As an American Idol contestant, she captured the hearts of millions with her extraordinary voice and sassy style, with those qualities she won the talent contest and became a nationally prominent singer. But her life began much more humbly. At the age of seventeen, despite her remarkable talent, Fantasia was an uneducated, unmarried teenage mother living in poverty. She was faced with many tough battles growing up in the city of High Point, North Carolina, which is mainly famous for its furniture Market. She shows respect and admiration to the strong women who raised her, her mother and grandmother, both preachers who instilled in her a strong faith in God. Both women struggled with the same issues as Fantasia at a young age which made Fantasia realize that she would only be headed down the same dead end path if she didn't make a change for the better.

Film

Life Is Not A Fairy Tale: The Fantasia Barrino Story is a 2006 American biographical film directed by Debbie Allen, loosely based on the life of American singer Fantasia Barrino. The film was adapted from the book Life Is Not A Fairy Tale written by Fantasia.

Overview
In this Lifetime original movie, director Debbie Allen gives viewers a first hand look at the struggles Fantasia faced before/during her rise to fame. The movie begins with Fantasia's humble beginnings, growing up in a close knit God-fearing family that faced its own personal demons of struggling with their dreams. Fantasia faces problems with her self-esteem, sexual abuse, teen pregnancy and her faith as she fights to overcome her mistakes at a young age. This movie depicted from her best-selling biopic of the same name, provides an emotional example of what you can achieve when believing in yourself.
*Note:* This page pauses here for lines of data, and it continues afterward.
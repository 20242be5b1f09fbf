//! [`SqliteStore`], the SQLite implementation of every collaborator trait.

use std::{
  collections::{HashMap, HashSet},
  path::Path,
};

use chrono::{DateTime, Utc};
use closerate_core::{
  call::Call,
  lifecycle::{EventSnapshot, Override, OverrideStatus, SubscriptionSnapshot},
  metrics::ManualClose,
  prospect::ProspectKey,
  store::{
    CallRepository, EventLogSource, ExclusionStore, ManualCloseStore,
    OverrideStore, Source, SubscriptionSource,
  },
};
use rusqlite::OptionalExtension as _;

use crate::{
  Error, Result,
  encode::{
    RawCall, RawEvent, RawManualClose, RawOverride, RawSubscription, encode_dt,
  },
  schema::SCHEMA,
};

// ─── Store ───────────────────────────────────────────────────────────────────

/// A closerate store backed by a single SQLite file.
///
/// Cloning is cheap; the inner connection is reference-counted.
#[derive(Clone)]
pub struct SqliteStore {
  conn: tokio_rusqlite::Connection,
}

impl SqliteStore {
  /// Open (or create) a store at `path` and run schema initialisation.
  pub async fn open(path: impl AsRef<Path>) -> Result<Self> {
    let conn = tokio_rusqlite::Connection::open(path).await?;
    let store = Self { conn };
    store.init_schema().await?;
    Ok(store)
  }

  /// Open an in-memory store, useful for testing.
  pub async fn open_in_memory() -> Result<Self> {
    let conn = tokio_rusqlite::Connection::open_in_memory().await?;
    let store = Self { conn };
    store.init_schema().await?;
    Ok(store)
  }

  async fn init_schema(&self) -> Result<()> {
    self
      .conn
      .call(|conn| {
        conn.execute_batch(SCHEMA)?;
        Ok(())
      })
      .await?;
    Ok(())
  }

  // ── Enrichment-side writers ───────────────────────────────────────────────

  /// Insert a call, or replace it and its participants if the id exists.
  /// Re-inserting a soft-deleted call revives it.
  pub async fn insert_call(&self, call: &Call) -> Result<()> {
    let call_id = call.id.clone();
    let title = call.title.clone();
    let started_at = encode_dt(call.datetime);
    let rep = call.rep.clone();
    let duration = call.duration_seconds;
    let matched_email = call.matched_email.clone();
    let participants: Vec<(Option<String>, Option<String>)> = call
      .participants
      .iter()
      .map(|p| (p.name.clone(), p.email.clone()))
      .collect();

    self
      .conn
      .call(move |conn| {
        let tx = conn.transaction()?;
        tx.execute(
          "INSERT INTO calls (
             call_id, title, started_at, rep, duration_seconds, matched_email
           ) VALUES (?1, ?2, ?3, ?4, ?5, ?6)
           ON CONFLICT(call_id) DO UPDATE SET
             title            = excluded.title,
             started_at       = excluded.started_at,
             rep              = excluded.rep,
             duration_seconds = excluded.duration_seconds,
             matched_email    = excluded.matched_email,
             deleted_at       = NULL",
          rusqlite::params![call_id, title, started_at, rep, duration, matched_email],
        )?;
        tx.execute(
          "DELETE FROM participants WHERE call_id = ?1",
          rusqlite::params![call_id],
        )?;
        {
          let mut stmt = tx.prepare(
            "INSERT INTO participants (call_id, position, name, email)
             VALUES (?1, ?2, ?3, ?4)",
          )?;
          for (position, (name, email)) in participants.iter().enumerate() {
            stmt.execute(rusqlite::params![call_id, position as i64, name, email])?;
          }
        }
        tx.commit()?;
        Ok(())
      })
      .await?;
    Ok(())
  }

  /// Hide a call from every read. Returns whether a live call was deleted.
  pub async fn soft_delete_call(&self, call_id: &str) -> Result<bool> {
    let call_id = call_id.to_owned();
    let now = encode_dt(Utc::now());

    let changed = self
      .conn
      .call(move |conn| {
        Ok(conn.execute(
          "UPDATE calls SET deleted_at = ?2 WHERE call_id = ?1 AND deleted_at IS NULL",
          rusqlite::params![call_id, now],
        )?)
      })
      .await?;
    Ok(changed > 0)
  }

  /// Replace the cached billing snapshot for `prospect`.
  pub async fn put_subscription(
    &self,
    prospect: &ProspectKey,
    snapshot: &SubscriptionSnapshot,
  ) -> Result<()> {
    let key = prospect.as_str().to_owned();
    let matched = snapshot.matched;
    let status = snapshot.status.as_ref().to_owned();
    let signup_date = snapshot.signup_date.map(encode_dt);
    let now = encode_dt(Utc::now());

    self
      .conn
      .call(move |conn| {
        conn.execute(
          "INSERT INTO subscriptions (prospect_key, matched, status, signup_date, refreshed_at)
           VALUES (?1, ?2, ?3, ?4, ?5)
           ON CONFLICT(prospect_key) DO UPDATE SET
             matched      = excluded.matched,
             status       = excluded.status,
             signup_date  = excluded.signup_date,
             refreshed_at = excluded.refreshed_at",
          rusqlite::params![key, matched, status, signup_date, now],
        )?;
        Ok(())
      })
      .await?;
    Ok(())
  }

  /// Append a parsed lifecycle event. Reads return the most recent one.
  pub async fn put_event(
    &self,
    prospect: &ProspectKey,
    event: &EventSnapshot,
  ) -> Result<()> {
    let key = prospect.as_str().to_owned();
    let status = event.status.as_ref().to_owned();
    let occurred_at = encode_dt(event.timestamp);

    self
      .conn
      .call(move |conn| {
        conn.execute(
          "INSERT INTO events (prospect_key, status, occurred_at) VALUES (?1, ?2, ?3)",
          rusqlite::params![key, status, occurred_at],
        )?;
        Ok(())
      })
      .await?;
    Ok(())
  }
}

impl Source for SqliteStore {
  type Error = Error;
}

// ─── Calls ───────────────────────────────────────────────────────────────────

impl CallRepository for SqliteStore {
  async fn list_sales_candidates(
    &self,
    rep: Option<&str>,
    start: DateTime<Utc>,
    end: DateTime<Utc>,
  ) -> Result<Vec<Call>> {
    let rep = rep.map(str::to_owned);
    let start = encode_dt(start);
    let end = encode_dt(end);

    let raws: Vec<RawCall> = self
      .conn
      .call(move |conn| {
        let mut calls = conn.prepare(
          "SELECT call_id, title, started_at, rep, duration_seconds, matched_email
           FROM calls
           WHERE deleted_at IS NULL
             AND started_at >= ?1
             AND started_at <= ?2
             AND (?3 IS NULL OR rep = ?3 COLLATE NOCASE)
           ORDER BY started_at, call_id",
        )?;
        let mut rows = calls
          .query_map(rusqlite::params![start, end, rep], |row| {
            Ok(RawCall {
              call_id:          row.get(0)?,
              title:            row.get(1)?,
              started_at:       row.get(2)?,
              rep:              row.get(3)?,
              duration_seconds: row.get(4)?,
              matched_email:    row.get(5)?,
              participants:     Vec::new(),
            })
          })?
          .collect::<rusqlite::Result<Vec<_>>>()?;

        let mut participants = conn.prepare(
          "SELECT name, email FROM participants WHERE call_id = ?1 ORDER BY position",
        )?;
        for raw in &mut rows {
          raw.participants = participants
            .query_map(rusqlite::params![raw.call_id], |row| {
              Ok((row.get(0)?, row.get(1)?))
            })?
            .collect::<rusqlite::Result<Vec<_>>>()?;
        }
        Ok(rows)
      })
      .await?;

    tracing::debug!(count = raws.len(), "loaded candidate calls");
    raws.into_iter().map(RawCall::into_call).collect()
  }

  async fn list_reps(&self) -> Result<Vec<String>> {
    let reps = self
      .conn
      .call(|conn| {
        let mut stmt = conn.prepare(
          "SELECT DISTINCT rep FROM calls WHERE deleted_at IS NULL ORDER BY rep",
        )?;
        let rows = stmt
          .query_map([], |row| row.get(0))?
          .collect::<rusqlite::Result<Vec<String>>>()?;
        Ok(rows)
      })
      .await?;
    Ok(reps)
  }
}

// ─── Overrides ───────────────────────────────────────────────────────────────

impl OverrideStore for SqliteStore {
  async fn get_all(&self) -> Result<HashMap<String, Override>> {
    let raws: Vec<RawOverride> = self
      .conn
      .call(|conn| {
        let mut stmt =
          conn.prepare("SELECT call_id, status, notes, updated_at FROM overrides")?;
        let rows = stmt
          .query_map([], |row| {
            Ok(RawOverride {
              call_id:    row.get(0)?,
              status:     row.get(1)?,
              notes:      row.get(2)?,
              updated_at: row.get(3)?,
            })
          })?
          .collect::<rusqlite::Result<Vec<_>>>()?;
        Ok(rows)
      })
      .await?;

    raws
      .into_iter()
      .map(|raw| raw.into_override().map(|o| (o.call_id.clone(), o)))
      .collect()
  }

  async fn set_override(
    &self,
    call_id: String,
    status: OverrideStatus,
    notes: Option<String>,
  ) -> Result<Override> {
    let override_ = Override {
      call_id,
      status,
      notes,
      updated_at: Utc::now(),
    };

    let call_id = override_.call_id.clone();
    let status = override_.status.as_ref().to_owned();
    let notes = override_.notes.clone();
    let updated_at = encode_dt(override_.updated_at);

    self
      .conn
      .call(move |conn| {
        conn.execute(
          "INSERT INTO overrides (call_id, status, notes, updated_at)
           VALUES (?1, ?2, ?3, ?4)
           ON CONFLICT(call_id) DO UPDATE SET
             status     = excluded.status,
             notes      = excluded.notes,
             updated_at = excluded.updated_at",
          rusqlite::params![call_id, status, notes, updated_at],
        )?;
        Ok(())
      })
      .await?;

    tracing::info!(call = %override_.call_id, status = %override_.status, "override set");
    Ok(override_)
  }

  async fn clear_override(&self, call_id: String) -> Result<bool> {
    let changed = self
      .conn
      .call(move |conn| {
        Ok(conn.execute(
          "DELETE FROM overrides WHERE call_id = ?1",
          rusqlite::params![call_id],
        )?)
      })
      .await?;
    Ok(changed > 0)
  }
}

// ─── Lifecycle snapshots ─────────────────────────────────────────────────────

impl SubscriptionSource for SqliteStore {
  async fn get_status(
    &self,
    prospect: &ProspectKey,
  ) -> Result<Option<SubscriptionSnapshot>> {
    let key = prospect.as_str().to_owned();

    let raw: Option<RawSubscription> = self
      .conn
      .call(move |conn| {
        Ok(
          conn
            .query_row(
              "SELECT matched, status, signup_date FROM subscriptions
               WHERE prospect_key = ?1",
              rusqlite::params![key],
              |row| {
                Ok(RawSubscription {
                  matched:     row.get(0)?,
                  status:      row.get(1)?,
                  signup_date: row.get(2)?,
                })
              },
            )
            .optional()?,
        )
      })
      .await?;

    raw.map(RawSubscription::into_snapshot).transpose()
  }
}

impl EventLogSource for SqliteStore {
  async fn get_latest_status(
    &self,
    prospect: &ProspectKey,
  ) -> Result<Option<EventSnapshot>> {
    let key = prospect.as_str().to_owned();

    let raw: Option<RawEvent> = self
      .conn
      .call(move |conn| {
        Ok(
          conn
            .query_row(
              "SELECT status, occurred_at FROM events
               WHERE prospect_key = ?1
               ORDER BY occurred_at DESC, event_id DESC
               LIMIT 1",
              rusqlite::params![key],
              |row| {
                Ok(RawEvent {
                  status:      row.get(0)?,
                  occurred_at: row.get(1)?,
                })
              },
            )
            .optional()?,
        )
      })
      .await?;

    raw.map(RawEvent::into_snapshot).transpose()
  }
}

// ─── Exclusions ──────────────────────────────────────────────────────────────

impl ExclusionStore for SqliteStore {
  async fn get_excluded_call_ids(&self) -> Result<HashSet<String>> {
    let ids = self
      .conn
      .call(|conn| {
        let mut stmt = conn.prepare("SELECT call_id FROM exclusions")?;
        let rows = stmt
          .query_map([], |row| row.get(0))?
          .collect::<rusqlite::Result<HashSet<String>>>()?;
        Ok(rows)
      })
      .await?;
    Ok(ids)
  }

  async fn exclude_call(&self, call_id: String, reason: Option<String>) -> Result<()> {
    let now = encode_dt(Utc::now());
    self
      .conn
      .call(move |conn| {
        conn.execute(
          "INSERT INTO exclusions (call_id, reason, excluded_at) VALUES (?1, ?2, ?3)
           ON CONFLICT(call_id) DO UPDATE SET reason = excluded.reason",
          rusqlite::params![call_id, reason, now],
        )?;
        Ok(())
      })
      .await?;
    Ok(())
  }

  async fn include_call(&self, call_id: String) -> Result<bool> {
    let changed = self
      .conn
      .call(move |conn| {
        Ok(conn.execute(
          "DELETE FROM exclusions WHERE call_id = ?1",
          rusqlite::params![call_id],
        )?)
      })
      .await?;
    Ok(changed > 0)
  }
}

// ─── Manual closes ───────────────────────────────────────────────────────────

impl ManualCloseStore for SqliteStore {
  async fn list(
    &self,
    start: DateTime<Utc>,
    end: DateTime<Utc>,
    rep: Option<&str>,
  ) -> Result<Vec<ManualClose>> {
    let rep = rep.map(str::to_owned);
    let start = encode_dt(start);
    let end = encode_dt(end);

    let raws: Vec<RawManualClose> = self
      .conn
      .call(move |conn| {
        let mut stmt = conn.prepare(
          "SELECT close_id, rep, closed_at, prospect_email, notes
           FROM manual_closes
           WHERE closed_at >= ?1
             AND closed_at <= ?2
             AND (?3 IS NULL OR rep = ?3 COLLATE NOCASE)
           ORDER BY closed_at, close_id",
        )?;
        let rows = stmt
          .query_map(rusqlite::params![start, end, rep], |row| {
            Ok(RawManualClose {
              close_id:       row.get(0)?,
              rep:            row.get(1)?,
              closed_at:      row.get(2)?,
              prospect_email: row.get(3)?,
              notes:          row.get(4)?,
            })
          })?
          .collect::<rusqlite::Result<Vec<_>>>()?;
        Ok(rows)
      })
      .await?;

    raws.into_iter().map(RawManualClose::into_manual_close).collect()
  }

  async fn record_manual_close(&self, close: ManualClose) -> Result<ManualClose> {
    let id = close.id.clone();
    let rep = close.rep.clone();
    let closed_at = encode_dt(close.closed_at);
    let prospect_email = close.prospect_email.clone();
    let notes = close.notes.clone();

    self
      .conn
      .call(move |conn| {
        conn.execute(
          "INSERT INTO manual_closes (close_id, rep, closed_at, prospect_email, notes)
           VALUES (?1, ?2, ?3, ?4, ?5)",
          rusqlite::params![id, rep, closed_at, prospect_email, notes],
        )?;
        Ok(())
      })
      .await?;

    tracing::info!(close = %close.id, rep = %close.rep, "manual close recorded");
    Ok(close)
  }
}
The movie premiered on Saturday, August 19, 2006 at 9:00 PM EST. It was Lifetime's second most watched movie in its 22-year history, with more than nineteen million viewers tuning in during the August 19–20 weekend. The movie was ranked the number one basic cable movie premiere in 2006 among women ages 18–49. Weekend online traffic to Lifetimetv.com rose by more than seventy percent during that weekend. 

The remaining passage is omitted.